Take a step back from today’s AI hype to ask a more fundamental question: do we truly understand what intelligence is? While large language models dominate headlines and investment, this essay argues that many core scientific questions about intelligence, computation, and understanding remain unresolved. Through perspectives from computation, cognition, and philosophy of science, the series explores the limits of current AI, what is missing from today’s models, and what future paths toward deeper intelligence might look like.

Needless to say, AI has been the most transformative technology of the past few years. The remarkable success of large language models (LLMs) has triggered excitement, imagination, and anticipation at an unprecedented scale, reshaping the global technological and socio-economic landscape. Research output on AI grows daily, and competition among tech companies racing toward AGI has never been more intense. Terms like scaling laws, agents, inference efficiency, GPUs, and data have become catchphrases across research, industry, and investment communities. Everywhere you look, AI dominates the conversation. Headlines promise revolutions. Companies race toward AGI. Investors pour billions into computation and data platforms. Yet amid the frenzy and noise, one simple question often goes unanswered: Do we actually understand what intelligence is?
Most discussions remain anchored in the current LLM paradigm. But despite their undeniable success, many ultimate questions about AI are left unanswered: How far are we from AGI, and is it ever possible at all? Will scaling laws continue to hold? What might future AI technologies look like? To make progress, we need to step back from the fever pitch, and look at the modeling of intelligence from a broader scientific perspective.

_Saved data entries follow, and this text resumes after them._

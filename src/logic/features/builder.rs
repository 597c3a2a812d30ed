//! Schema-Driven Feature Building
//!
//! Rebuilds the training-time feature matrix from canonical records:
//! rename record fields onto schema columns, derive calendar features,
//! default missing numerics, apply the stored scaler, expand categoricals
//! into indicator columns, then reindex to the exact trained column
//! order. Data-quality problems degrade (and are counted in the returned
//! report); only a missing schema aborts.

use std::collections::{HashMap, HashSet};

use ndarray::Array2;

use crate::constants::UNKNOWN_CATEGORY;
use crate::error::ScoringError;
use crate::logic::artifacts::schema::{ModelSchema, StandardScaler};
use crate::logic::features::calendar::{calendar_features, CalendarFeatures};
use crate::logic::features::matrix::FeatureMatrix;
use crate::logic::harmonize::CanonicalRecord;

// ============================================================================
// RECORD FIELD -> SCHEMA COLUMN NAMES
// ============================================================================

/// Schema column fed by the record's location field
pub const COL_COMUNA: &str = "Comuna";

/// Schema column fed by the record's región field
pub const COL_REGION: &str = "Región";

/// Schema column fed by the harmonized class label
pub const COL_CLASE: &str = "Claseaccid";

/// Schema column fed by the minor-injury count
pub const COL_LEVES: &str = "Leves";

/// Calendar feature columns derived from the incident date
pub const COL_YEAR: &str = "Año";
pub const COL_MONTH: &str = "Mes";
pub const COL_WEEKDAY: &str = "DiaSemana";

// ============================================================================
// BUILD REPORT
// ============================================================================

/// Degradation counts for one build call.
///
/// The builder stays pure; the pipeline folds this into its telemetry.
#[derive(Debug, Clone, Copy, Default, PartialEq, Eq)]
pub struct BuildReport {
    /// Records in this build
    pub records: u64,
    /// Dates that failed to parse and took the fixed defaults
    pub date_fallbacks: u64,
    /// Record cells whose indicator column is not in the trained set
    pub unknown_categories: u64,
    /// Numeric cells the record could not supply, defaulted to 0
    pub missing_numeric_defaults: u64,
}

impl BuildReport {
    pub fn has_degradations(&self) -> bool {
        self.date_fallbacks > 0 || self.unknown_categories > 0 || self.missing_numeric_defaults > 0
    }
}

// ============================================================================
// BUILD
// ============================================================================

/// Build the aligned feature matrix for a batch of canonical records.
///
/// The output column list always equals `schema.feature_cols` exactly,
/// whatever categories the records carried. Fails only when the schema
/// is empty.
pub fn build_matrix(
    records: &[CanonicalRecord],
    schema: &ModelSchema,
    scaler: &StandardScaler,
) -> Result<(FeatureMatrix, BuildReport), ScoringError> {
    if schema.is_empty() {
        return Err(ScoringError::SchemaUnavailable);
    }

    let mut report = BuildReport {
        records: records.len() as u64,
        ..BuildReport::default()
    };

    // One date parse per record
    let calendars: Vec<CalendarFeatures> =
        records.iter().map(|r| calendar_features(&r.fecha)).collect();
    report.date_fallbacks = calendars.iter().filter(|c| c.fell_back).count() as u64;

    // Register expanded columns: numerics first, then indicators per
    // categorical column in value first-appearance order
    let mut columns: Vec<String> = schema.num_cols.clone();
    let mut col_index: HashMap<String, usize> = HashMap::with_capacity(columns.len());
    for (i, name) in columns.iter().enumerate() {
        col_index.insert(name.clone(), i);
    }
    for cat in &schema.cat_cols {
        for record in records {
            let name = ModelSchema::indicator_name(cat, &categorical_value(record, cat));
            if !col_index.contains_key(&name) {
                col_index.insert(name.clone(), columns.len());
                columns.push(name);
            }
        }
    }

    let mut values = Array2::zeros((records.len(), columns.len()));

    // Numeric block, scaled in schema order. The scaler is applied to
    // these columns only.
    for (j, name) in schema.num_cols.iter().enumerate() {
        for (i, record) in records.iter().enumerate() {
            let raw = match numeric_value(record, &calendars[i], name) {
                Some(v) => v,
                None => {
                    report.missing_numeric_defaults += 1;
                    0.0
                }
            };
            values[[i, j]] = scaler.transform_value(j, raw);
        }
    }

    // Indicator block
    let trained: HashSet<&str> = schema.feature_cols.iter().map(String::as_str).collect();
    for cat in &schema.cat_cols {
        for (i, record) in records.iter().enumerate() {
            let name = ModelSchema::indicator_name(cat, &categorical_value(record, cat));
            if !trained.contains(name.as_str()) {
                report.unknown_categories += 1;
            }
            if let Some(&j) = col_index.get(&name) {
                values[[i, j]] = 1.0;
            }
        }
    }

    let expanded = FeatureMatrix::new(columns, values);
    let aligned = expanded.reindex(&schema.feature_cols);
    Ok((aligned, report))
}

/// Categorical value a record supplies for a schema column.
///
/// Columns the record has no field for, and empty values, take the
/// unknown placeholder so expansion never sees an all-missing cell.
fn categorical_value(record: &CanonicalRecord, column: &str) -> String {
    let v = match column {
        COL_COMUNA => record.comuna.as_str(),
        COL_REGION => record.region.as_str(),
        COL_CLASE => record.claseaccid.as_str(),
        _ => "",
    };
    if v.is_empty() {
        UNKNOWN_CATEGORY.to_string()
    } else {
        v.to_string()
    }
}

/// Numeric value a record supplies for a schema column, pre-scaling.
/// `None` means the schema wants a column this record shape cannot feed.
fn numeric_value(record: &CanonicalRecord, cal: &CalendarFeatures, column: &str) -> Option<f64> {
    match column {
        COL_LEVES => Some(record.leves),
        COL_YEAR => Some(cal.year),
        COL_MONTH => Some(cal.month),
        COL_WEEKDAY => Some(cal.weekday),
        _ => None,
    }
}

This series of posts is my attempt to do just that. I will share thoughts on the nature of AI, its scientific roots, its promises, its limits, and its possible futures. Rather than staying confined to the LLM framework, I want to step out and view intelligence modeling through the lenses of computation, cognition, and the philosophy of science. Here are some of the key topics I will be exploring:
The boundary of computability is the limit of AI
- AI, as a computational model, cannot exceed the boundaries of computation itself.
The core mechanisms of intelligence
- Abstraction, association, and analogy as the foundations of thought.
Why modeling intelligence is so difficult
- The mind observing itself requires frameworks that go beyond logic systems.
How current AI models really work
- Imitation enabled by statistical evidence rather than true understanding.
What’s missing in today’s AI
- Genuine abstraction and representation of the world.
The future of AI
- There is a reason why symbolism will still play a significant role.
Creation and civilization
- How we might approximate the highest levels of intelligence.